D. Good Faith Exception
Lastly, the Government appeals to the good-faith warrant exception. “An officer's decision to obtain a warrant is prima facie evidence that he or she was acting in good faith.” United States v. Koerth, 312 F.3d 862, 868 (7th Cir. 2002). A defendant may rebut this prima facie case by presenting evidence showing either that: (1) the warrant-issuing officer “wholly abandoned his judicial role” and failed to “perform his neutral and detached function, ” serving “merely as a rubber stamp for the police”; or (2) the affidavit submitted in support of the warrant was “so lacking in indicia of probable cause as to render official belief in its existence entirely unreasonable.” United States v. Leon, 468 U.S. 897, 914 (1984) (internal quotation marks omitted). Defendants do not argue that the judge issuing the warrants abandoned his neutral and detached function. Thus, the Court focuses on the second element.
As discussed above, the Court does not find that the affidavit submitted in support was so lacking in indicia of probable cause that law enforcement could not have reasonably relied on the information contained within it. Again, the statements given by Goodwin along with law enforcement's physical surveillance were sufficient to establish probable cause for the search warrants that were issued for the various properties. Accordingly, the Court also finds that the good-faith exception applies.
IV. Pancoska's Motions to Suppress [94] [95] [96] [97].
Next, the Court turns to Pancoska's motions to suppress the evidence from the dog sniff, the GPS vehicle tracking device warrants, the search warrant for Chiscapes, and the warrantless search of 505 N. McClurg, Unit 3202 (Pancoska's residence). The Government argues that it does not intend on introducing any evidence obtained from the GPS tracking devices, the searches of Chiscapes or Pancoska's residence, or the dog sniff. It argues, therefore, that the motions to suppress with respect to those events are moot. The Government also argues, in the Franks briefing, that the searches of the warehouse and DeLong's residence were sufficiently attenuated from the other searches. Defendants disagree, arguing that the warehouse and subsequent search warrants relied on fruits of the poisonous tree obtained from illegal warrants and that attenuation does not apply.
The attenuation doctrine is an exception to the exclusionary rule that allows a court to deny a motion to suppress where the causal link between the constitutional violation and evidence obtained is remote or where suppression would not serve the interests protected by the constitutional guarantee. United States v. Street, 917 F.3d 586, 593 (7th Cir. 2019). In other words, this exception applies in situations where “the connection between the illegal conduct and the subsequent discovery of evidence becomes so attenuated that the deterrent effect of the exclusionary rule no longer justifies its cost.” United States v. Conrad, 673 F.3d 728, 732 (7th Cir. 2012) (internal quotation marks omitted). To determine whether attenuation applies, the Court considers” “(1) the time elapsed between the illegality and the acquisition of the evidence; (2) the presence of intervening circumstances; and (3) the purpose and flagrancy of the official misconduct.'” United States v. Ramos-Guerro, Case No. 13-CR-464, 2016 WL 3067801, at *6 (N.D. Ill. 2016) (citing United States v. Ienco, 182 F.3d 517, 526 (7th Cir. 1999)).
A. Lapse of time
The Court finds that this factor weights in favor of attenuation. To start, the dog sniff occurred several months before the search warrants for the warehouse and residence were obtained and executed. Even if the dog sniff were improper, the length of time between when it occurred and when agents searched the warehouse favors attenuation.

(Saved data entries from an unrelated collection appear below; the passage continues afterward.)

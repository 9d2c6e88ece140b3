//! Tests for the strategy state machine

#![allow(clippy::unwrap_used)]
#![allow(clippy::panic)]

use std::sync::{Arc, Mutex};

use super::{ScriptedPlatform, HELLO_WORLD_SHA256};
use crate::error::{HashError, HashErrorKind};
use crate::hashing::{select_and_compute, FileMetadata, HashMethod, StrategyState};
use crate::options::HashOptions;
use crate::reference::FileReference;

fn native_error() -> HashError {
    HashError::NativeHash {
        reference: "/tmp/a".to_string(),
        cause: "unsupported".to_string(),
    }
}

fn metadata_with_size(reference: &str, size: Option<u64>) -> FileMetadata {
    let mut metadata = FileMetadata::from_reference(&FileReference::new(reference));
    metadata.size = size;
    metadata
}

// ============================================================================
// Pure transitions
// ============================================================================

#[test]
fn test_after_native_success() {
    let reference = FileReference::new("/tmp/a");
    let state = StrategyState::after_native(&reference, Ok(HELLO_WORLD_SHA256.to_string()), None);
    assert_eq!(
        state,
        StrategyState::Success {
            hash: HELLO_WORLD_SHA256.to_string(),
            method: HashMethod::Native
        }
    );
    assert!(state.is_terminal());
}

#[test]
fn test_after_native_failure_with_size_tries_fallback() {
    let reference = FileReference::new("/tmp/a");
    let state = StrategyState::after_native(&reference, Err(native_error()), Some(11));
    assert_eq!(state, StrategyState::TryFallback { size: 11 });
    assert!(!state.is_terminal());
}

#[test]
fn test_after_native_failure_without_size_is_unusable() {
    let reference = FileReference::new("content://media/1");
    let state = StrategyState::after_native(&reference, Err(native_error()), None);
    assert_eq!(
        state,
        StrategyState::Failed(HashError::FallbackUnusable {
            reference: "content://media/1".to_string(),
            size: None,
        })
    );
}

#[test]
fn test_after_native_failure_with_zero_size_keeps_size() {
    let reference = FileReference::new("/tmp/empty");
    let state = StrategyState::after_native(&reference, Err(native_error()), Some(0));

    let StrategyState::Failed(err) = state else {
        panic!("expected failed state, got {state:?}");
    };
    assert_eq!(
        err,
        HashError::FallbackUnusable {
            reference: "/tmp/empty".to_string(),
            size: Some(0),
        }
    );
    assert!(!err.to_string().contains("unknown"));
}

#[test]
fn test_after_fallback_transitions() {
    let ok = StrategyState::after_fallback(Ok(HELLO_WORLD_SHA256.to_string()));
    assert_eq!(
        ok,
        StrategyState::Success {
            hash: HELLO_WORLD_SHA256.to_string(),
            method: HashMethod::StreamingFallback
        }
    );

    let failed = StrategyState::after_fallback(Err(native_error()));
    assert!(matches!(failed, StrategyState::Failed(_)));
}

#[test]
fn test_non_terminal_states() {
    assert!(!StrategyState::Start.is_terminal());
    assert!(!StrategyState::TryNative.is_terminal());
}

// ============================================================================
// select_and_compute
// ============================================================================

#[tokio::test]
async fn test_native_success_skips_fallback() {
    let platform = ScriptedPlatform::serving(b"hello world", HELLO_WORLD_SHA256);
    let metadata = metadata_with_size("/tmp/hello.txt", Some(11));

    let outcome = select_and_compute(&platform, &metadata, &HashOptions::default()).await;

    assert_eq!(
        outcome.result.unwrap(),
        (HELLO_WORLD_SHA256.to_string(), HashMethod::Native)
    );
    assert_eq!(outcome.attempted, Some(HashMethod::Native));
    assert_eq!(platform.native_calls(), 1);
    assert_eq!(platform.read_calls(), 0);
}

#[tokio::test]
async fn test_native_uppercase_output_is_normalized() {
    let platform = ScriptedPlatform::serving(b"hello world", HELLO_WORLD_SHA256)
        .with_native(&HELLO_WORLD_SHA256.to_uppercase());
    let metadata = metadata_with_size("/tmp/hello.txt", Some(11));

    let outcome = select_and_compute(&platform, &metadata, &HashOptions::default()).await;
    let (hash, method) = outcome.result.unwrap();

    assert_eq!(hash, HELLO_WORLD_SHA256);
    assert_eq!(method, HashMethod::Native);
}

#[tokio::test]
async fn test_malformed_native_output_falls_back() {
    let platform =
        ScriptedPlatform::serving(b"hello world", HELLO_WORLD_SHA256).with_native("not-a-hash");
    let metadata = metadata_with_size("/tmp/hello.txt", Some(11));

    let outcome = select_and_compute(&platform, &metadata, &HashOptions::default()).await;

    assert_eq!(
        outcome.result.unwrap(),
        (HELLO_WORLD_SHA256.to_string(), HashMethod::StreamingFallback)
    );
    assert_eq!(platform.read_calls(), 1);
}

#[tokio::test]
async fn test_native_failure_with_known_size_uses_fallback() {
    let platform = ScriptedPlatform::serving(b"hello world", HELLO_WORLD_SHA256).without_native();
    let metadata = metadata_with_size("/tmp/hello.txt", Some(11));

    let outcome = select_and_compute(&platform, &metadata, &HashOptions::default()).await;

    assert_eq!(
        outcome.result.unwrap(),
        (HELLO_WORLD_SHA256.to_string(), HashMethod::StreamingFallback)
    );
    assert_eq!(outcome.attempted, Some(HashMethod::StreamingFallback));
}

#[tokio::test]
async fn test_native_failure_with_unknown_size_never_reads() {
    let platform = ScriptedPlatform::serving(b"hello world", HELLO_WORLD_SHA256).without_native();
    let metadata = metadata_with_size("content://media/external/5", None);

    let outcome = select_and_compute(&platform, &metadata, &HashOptions::default()).await;

    let err = outcome.result.unwrap_err();
    assert_eq!(err.kind(), HashErrorKind::FallbackUnusable);
    assert_eq!(outcome.attempted, Some(HashMethod::Native));
    assert_eq!(platform.read_calls(), 0);
}

#[tokio::test]
async fn test_native_failure_with_zero_size_never_reads() {
    let platform = ScriptedPlatform::serving(b"", HELLO_WORLD_SHA256).without_native();
    let metadata = metadata_with_size("/tmp/empty", Some(0));

    let outcome = select_and_compute(&platform, &metadata, &HashOptions::default()).await;

    let err = outcome.result.unwrap_err();
    assert_eq!(err.kind(), HashErrorKind::FallbackUnusable);
    assert!(err.to_string().contains("size 0"));
    assert_eq!(platform.read_calls(), 0);
}

#[tokio::test]
async fn test_prefer_native_false_still_tries_native() {
    let platform = ScriptedPlatform::serving(b"hello world", HELLO_WORLD_SHA256);
    let metadata = metadata_with_size("/tmp/hello.txt", Some(11));
    let options = HashOptions::default().with_prefer_native(false);

    let outcome = select_and_compute(&platform, &metadata, &options).await;

    assert_eq!(outcome.result.unwrap().1, HashMethod::Native);
    assert_eq!(platform.native_calls(), 1);
}

#[tokio::test]
async fn test_native_success_reports_completion_once() {
    let seen = Arc::new(Mutex::new(Vec::new()));
    let sink = Arc::clone(&seen);
    let options = HashOptions::default().with_progress(move |p| sink.lock().unwrap().push(p));
    let platform = ScriptedPlatform::serving(b"hello world", HELLO_WORLD_SHA256);
    let metadata = metadata_with_size("/tmp/hello.txt", Some(11));

    let _ = select_and_compute(&platform, &metadata, &options).await;

    assert_eq!(*seen.lock().unwrap(), vec![100]);
}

Similarly, the Court finds that the temporal factor weights in favor of attenuation as it relates to the GPS tracking data. Although this data was obtained continuously over the course of several months, it was merely used on October 17, 2018 to locate Defendants so that agents could conduct physical surveillance. Thus, the Court agrees with the Government that UnitedStates v. Martin, 712 F.3d 1080 (7th Cir. 2013), controls the GPS tracking data aspect of this case in that the data appears to have simply aided law enforcement in tracking down Defendants on the day that law enforcement saw them at the warehouse. After that, law enforcement's physical surveillance, in conjunction with Goodwin's prior statements and the trash pull, established the necessary link between the Defendants and the alleged illegal activity. Law enforcement did not, unlike in United States v. Jones, 565 U.S. 400 (2012), cited by Defendants, rely on the GPS data to establish the necessary link between the Defendants and the alleged illegal activity.
B. Intervening Circumstances
With respect to intervening circumstances, this factor looks to whether any intervening circumstances occurred that may have severed the causal connection between the violation and the discovery of the evidence. Conrad, 673 F.3d at 734. This is a highly fact-intensive inquiry precluding “sweeping generalizations about the circumstances that will be relevant for any particular case.” Id.

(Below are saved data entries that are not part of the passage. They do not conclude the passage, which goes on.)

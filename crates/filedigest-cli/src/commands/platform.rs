//! Platform construction from CLI flags

use std::path::PathBuf;

use anyhow::{bail, Result};
use filedigest_core::LocalPlatform;
use tracing::debug;

/// Parse an `AUTHORITY=DIR` content root flag
///
/// # Errors
/// Returns an error if either side of the `=` is missing.
pub fn parse_content_root(spec: &str) -> Result<(String, PathBuf)> {
    match spec.split_once('=') {
        Some((authority, dir)) if !authority.is_empty() && !dir.is_empty() => {
            Ok((authority.to_string(), PathBuf::from(dir)))
        }
        _ => bail!("Invalid content root '{}', expected AUTHORITY=DIR", spec),
    }
}

/// Build the local platform from the global flags
///
/// # Errors
/// Returns an error if a content root flag is malformed.
pub fn build_platform(content_roots: &[String], native_digest: bool) -> Result<LocalPlatform> {
    let mut platform = LocalPlatform::new().with_native_digest(native_digest);
    for spec in content_roots {
        let (authority, dir) = parse_content_root(spec)?;
        debug!(
            "Content root: content://{}/ -> {}",
            authority,
            dir.display()
        );
        platform = platform.with_content_root(authority, dir);
    }
    Ok(platform)
}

The Court finds that this factor favors attenuation too. Although the dog sniff may have added additional evidence supporting a finding of probable cause, the Court finds, as stated above, that there was sufficient evidence aside from the dog sniff to support a finding of probable cause for those search warrants. For instance, law enforcement's physical observations and the trash pull corroborated Goodwin's statements. Thus, even without the positive canine alert, law enforcement had sufficient evidence to support a finding of probable cause for the search warrants for DeLong's warehouse and residence.
As for the GPS tracking data, again this information merely assisted officers with locating Pancoska on the day that agents surveilled the warehouse. Aside from that, the Court finds that the GPS data merely provided background on law enforcement's investigation, but that Goodwin's statements as well as agent's physical surveillance and the trash pull provided enough evidence for a probable cause finding.

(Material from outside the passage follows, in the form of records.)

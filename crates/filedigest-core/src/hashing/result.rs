//! Hash result types

use std::fmt;
use std::time::Duration;

use serde::{Serialize, Serializer};

use super::metadata::FileMetadata;
use crate::error::HashError;

/// Strategy that produced (or last attempted) a hash
#[derive(Debug, Clone, Copy, PartialEq, Eq, Hash, Serialize)]
#[serde(rename_all = "snake_case")]
pub enum HashMethod {
    Native,
    StreamingFallback,
}

impl fmt::Display for HashMethod {
    fn fmt(&self, f: &mut fmt::Formatter<'_>) -> fmt::Result {
        match self {
            Self::Native => write!(f, "native"),
            Self::StreamingFallback => write!(f, "streaming-fallback"),
        }
    }
}

/// Outcome of a single-file computation
///
/// Either `hash` is a validated 64-char lowercase hex string and `error` is
/// `None`, or `hash` is empty and `error` is set.
#[derive(Debug, Clone, Serialize)]
pub struct HashResult {
    pub hash: String,
    pub metadata: FileMetadata,
    #[serde(rename = "duration_ms", serialize_with = "serialize_millis")]
    pub duration: Duration,
    pub method: Option<HashMethod>,
    #[serde(serialize_with = "serialize_error")]
    pub error: Option<HashError>,
}

impl HashResult {
    pub(crate) fn success(
        hash: String,
        metadata: FileMetadata,
        duration: Duration,
        method: HashMethod,
    ) -> Self {
        Self {
            hash,
            metadata,
            duration,
            method: Some(method),
            error: None,
        }
    }

    pub(crate) fn failure(
        error: HashError,
        metadata: FileMetadata,
        duration: Duration,
        method: Option<HashMethod>,
    ) -> Self {
        Self {
            hash: String::new(),
            metadata,
            duration,
            method,
            error: Some(error),
        }
    }

    /// Whether a validated hash was produced
    #[must_use]
    pub fn is_success(&self) -> bool {
        self.error.is_none()
    }

    /// The hash, if one was produced
    #[must_use]
    pub fn hash(&self) -> Option<&str> {
        if self.hash.is_empty() {
            None
        } else {
            Some(&self.hash)
        }
    }

    /// The error, if the computation failed
    #[must_use]
    pub fn error(&self) -> Option<&HashError> {
        self.error.as_ref()
    }

    /// Convert into the hash or the error
    ///
    /// # Errors
    /// Returns the stored error if the computation failed.
    pub fn into_hash(self) -> Result<String, HashError> {
        match self.error {
            Some(err) => Err(err),
            None => Ok(self.hash),
        }
    }
}

fn serialize_millis<S: Serializer>(duration: &Duration, serializer: S) -> Result<S::Ok, S::Error> {
    serializer.serialize_u64(u64::try_from(duration.as_millis()).unwrap_or(u64::MAX))
}

fn serialize_error<S: Serializer>(
    error: &Option<HashError>,
    serializer: S,
) -> Result<S::Ok, S::Error> {
    match error {
        Some(err) => serializer.serialize_some(&err.to_string()),
        None => serializer.serialize_none(),
    }
}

C. Flagrancy of misconduct
Lastly, the Court considers the flagrancy of the misconduct. This final factor is the most important because it is tied directly to the primary goal of the exclusionary rule: deterrence of police misconduct. Conrad, 673 F.3d at 735. This factor considers both the before and after conduct related to the alleged constitutional violation. Id.
This factor strongly favors attention. Agents obtained search warrants before each of the alleged constitutionally deficient search warrants, demonstrating a conscious regard for Defendants' constitutional rights. The goal of deterring police misconduct would not be furthered here since agents obtained search warrants before executing these searches. Accordingly, the Court finds that the balance of factors favors an attenuation finding between the dog sniff and GPS tracking warrants and the later search warrants. For those reasons, Pancoska's motions [94] [95] [96] [97] are denied.
V. DeLong's Motions to Suppress [103] [104].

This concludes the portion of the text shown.